The finding that being underweight was associated with a higher incidence of pneumonia, while rates were lower in the overweight should be interpreted with caution but nevertheless merits discussion because of its public health implications. 22
Conclusions
Recent research has shown a possible link between high BMI/obesity and increased morbidity rates in patients with the pandemic influenza A (H1N1) strain that emerged in April 2009. These observations are supported to some extent by animal, and other data showing immunologic and other effects of obesity. The results of our retrospective cohort study of UK patients, however, suggest that underweight persons, particularly women, have an increased rate of influenza‐associated pneumonia relative to persons of normal weight.
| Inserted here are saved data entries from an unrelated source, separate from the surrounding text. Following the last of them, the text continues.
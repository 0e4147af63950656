use std::time::Duration;

// API Versions
pub const FACEBOOK_API_VERSION: &str = "v18.0";
pub const TIKTOK_API_VERSION: &str = "v1.3";

// API Base URLs
pub const FACEBOOK_BASE_URL: &str = "https://graph.facebook.com";
pub const TIKTOK_BASE_URL_PROD: &str = "https://business-api.tiktok.com/open_api";
pub const TIKTOK_BASE_URL_SANDBOX: &str = "https://sandbox-ads.tiktok.com/open_api";

// Headers
pub const CONTENT_TYPE_HEADER: &str = "Content-Type";
pub const ACCEPT_HEADER: &str = "Accept";
pub const CONTENT_TYPE_JSON: &str = "application/json";
pub const TIKTOK_ACCESS_TOKEN_HEADER: &str = "Access-Token";

// Response gating
pub const VALID_STATUS_CODES: &[u16] = &[200];
pub const TIKTOK_VALID_PAYLOAD_CODES: &[i64] = &[0, 20001];

// Page sizes
pub const FACEBOOK_PAGE_LIMIT: u32 = 100;
pub const TIKTOK_PAGE_SIZE: u32 = 1000;

// Insights report polling
pub const REPORT_POLL_INTERVAL_SECS: u64 = 5;
pub const REPORT_POLL_INTERVAL: Duration = Duration::from_secs(REPORT_POLL_INTERVAL_SECS);
pub const REPORT_COMPLETE_PERCENT: i64 = 100;

pub const REQUEST_TIMEOUT_SECS: u64 = 60;

// Dates
pub const API_DATE_FORMAT: &str = "%Y-%m-%d";

pub const TIKTOK_CONVERSION_ACTION_TYPE: &str = "conversion";

// Facebook API Fields
pub const FB_CAMPAIGN_FIELDS: &[&str] = &[
    "account_id",
    "id",
    "name",
    "effective_status",
    "configured_status",
    "created_time",
    "updated_time",
];
pub const FB_ADSET_FIELDS: &[&str] = &[
    "account_id",
    "campaign_id",
    "id",
    "name",
    "effective_status",
    "configured_status",
    "created_time",
    "updated_time",
];
pub const FB_AD_FIELDS: &[&str] = &[
    "account_id",
    "campaign_id",
    "adset_id",
    "id",
    "name",
    "effective_status",
    "configured_status",
    "created_time",
    "updated_time",
];
pub const FB_ADCREATIVE_FIELDS: &[&str] = &["account_id", "id", "name", "title", "body", "image_url"];

pub const FB_CAMPAIGN_INSIGHTS_FIELDS: &[&str] = &[
    "account_id",
    "account_name",
    "campaign_id",
    "campaign_name",
    "spend",
    "impressions",
    "clicks",
    "ctr",
    "cpm",
    "cpc",
    "reach",
    "actions",
    "conversions",
    "cost_per_conversion",
];
pub const FB_ADSET_INSIGHTS_FIELDS: &[&str] = &[
    "account_id",
    "account_name",
    "campaign_id",
    "campaign_name",
    "adset_id",
    "adset_name",
    "spend",
    "impressions",
    "clicks",
    "ctr",
    "cpm",
    "cpc",
    "reach",
    "actions",
    "conversions",
    "cost_per_conversion",
];
pub const FB_AD_INSIGHTS_FIELDS: &[&str] = &[
    "account_id",
    "account_name",
    "campaign_id",
    "campaign_name",
    "adset_id",
    "adset_name",
    "ad_id",
    "ad_name",
    "spend",
    "impressions",
    "clicks",
    "ctr",
    "cpm",
    "cpc",
    "reach",
    "actions",
    "conversions",
    "cost_per_conversion",
];

// TikTok API Fields
pub const TT_CAMPAIGN_FIELDS: &[&str] = &[
    "advertiser_id",
    "campaign_id",
    "campaign_name",
    "operation_status",
    "secondary_status",
    "create_time",
    "modify_time",
];
pub const TT_ADGROUP_FIELDS: &[&str] = &[
    "advertiser_id",
    "campaign_id",
    "adgroup_id",
    "adgroup_name",
    "operation_status",
    "secondary_status",
    "create_time",
    "modify_time",
];
pub const TT_AD_FIELDS: &[&str] = &[
    "advertiser_id",
    "campaign_id",
    "adgroup_id",
    "ad_id",
    "ad_name",
    "operation_status",
    "secondary_status",
    "create_time",
    "modify_time",
];

pub const TT_CAMPAIGN_INSIGHTS_DIMENSIONS: &[&str] = &["campaign_id", "stat_time_day"];
pub const TT_CAMPAIGN_INSIGHTS_METRICS: &[&str] = &[
    "campaign_name",
    "spend",
    "impressions",
    "clicks",
    "conversion",
    "cost_per_conversion",
    "conversion_rate",
    "ctr",
    "cpm",
    "cpc",
    "reach",
];
pub const TT_ADGROUP_INSIGHTS_DIMENSIONS: &[&str] = &["adgroup_id", "stat_time_day"];
pub const TT_ADGROUP_INSIGHTS_METRICS: &[&str] = &[
    "campaign_id",
    "campaign_name",
    "adgroup_name",
    "spend",
    "impressions",
    "clicks",
    "conversion",
    "cost_per_conversion",
    "conversion_rate",
    "ctr",
    "cpm",
    "cpc",
    "reach",
];
pub const TT_AD_INSIGHTS_DIMENSIONS: &[&str] = &["ad_id", "stat_time_day"];
pub const TT_AD_INSIGHTS_METRICS: &[&str] = &[
    "campaign_id",
    "campaign_name",
    "adgroup_id",
    "adgroup_name",
    "ad_name",
    "spend",
    "impressions",
    "clicks",
    "conversion",
    "cost_per_conversion",
    "conversion_rate",
    "ctr",
    "cpm",
    "cpc",
    "reach",
];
The reasons for this and for the apparent inconsistency with observations in patients with pandemic influenza are unclear, although we also noted an apparent association between diabetes in women (particularly the obese) and increased risk of influenza‐associated pneumonia. Associations between weight loss or malnutrition and infectious disease have been demonstrated in the literature, with infection having been shown to affect nutritional status and vice versa. Notably in this respect, cachexia is unlikely to have been a factor in the present cohort as patients with malignant disease were not included. Our findings in individuals with seasonal influenza are therefore consistent with observations of weight loss linked to infectious disease, but the associations between BMI status and outcomes in influenza infection remain unclear and require further study.
Conflict of interest
S. Toovey is a former employee and paid consultant to F. Hoffmann‐La Roche, manufacturer and distributor of oseltamivir; he has received fees for speaking and attending symposia. W. Blumentals and M. Peng are employed by Hoffmann‐La Roche, Inc., and have conducted a number of safety and effectiveness studies for oseltamivir. The results presented in this work would not impact company business in any way.
Acknowledgements
This study was supported by Roche. All authors are current employees of Roche or its consultants. All authors contributed to the design, conduct, and interpretation of the analysis. All authors participated in the preparation, review, and approval of this article. Support for third party writing assistance for this manuscript was provided by Roche.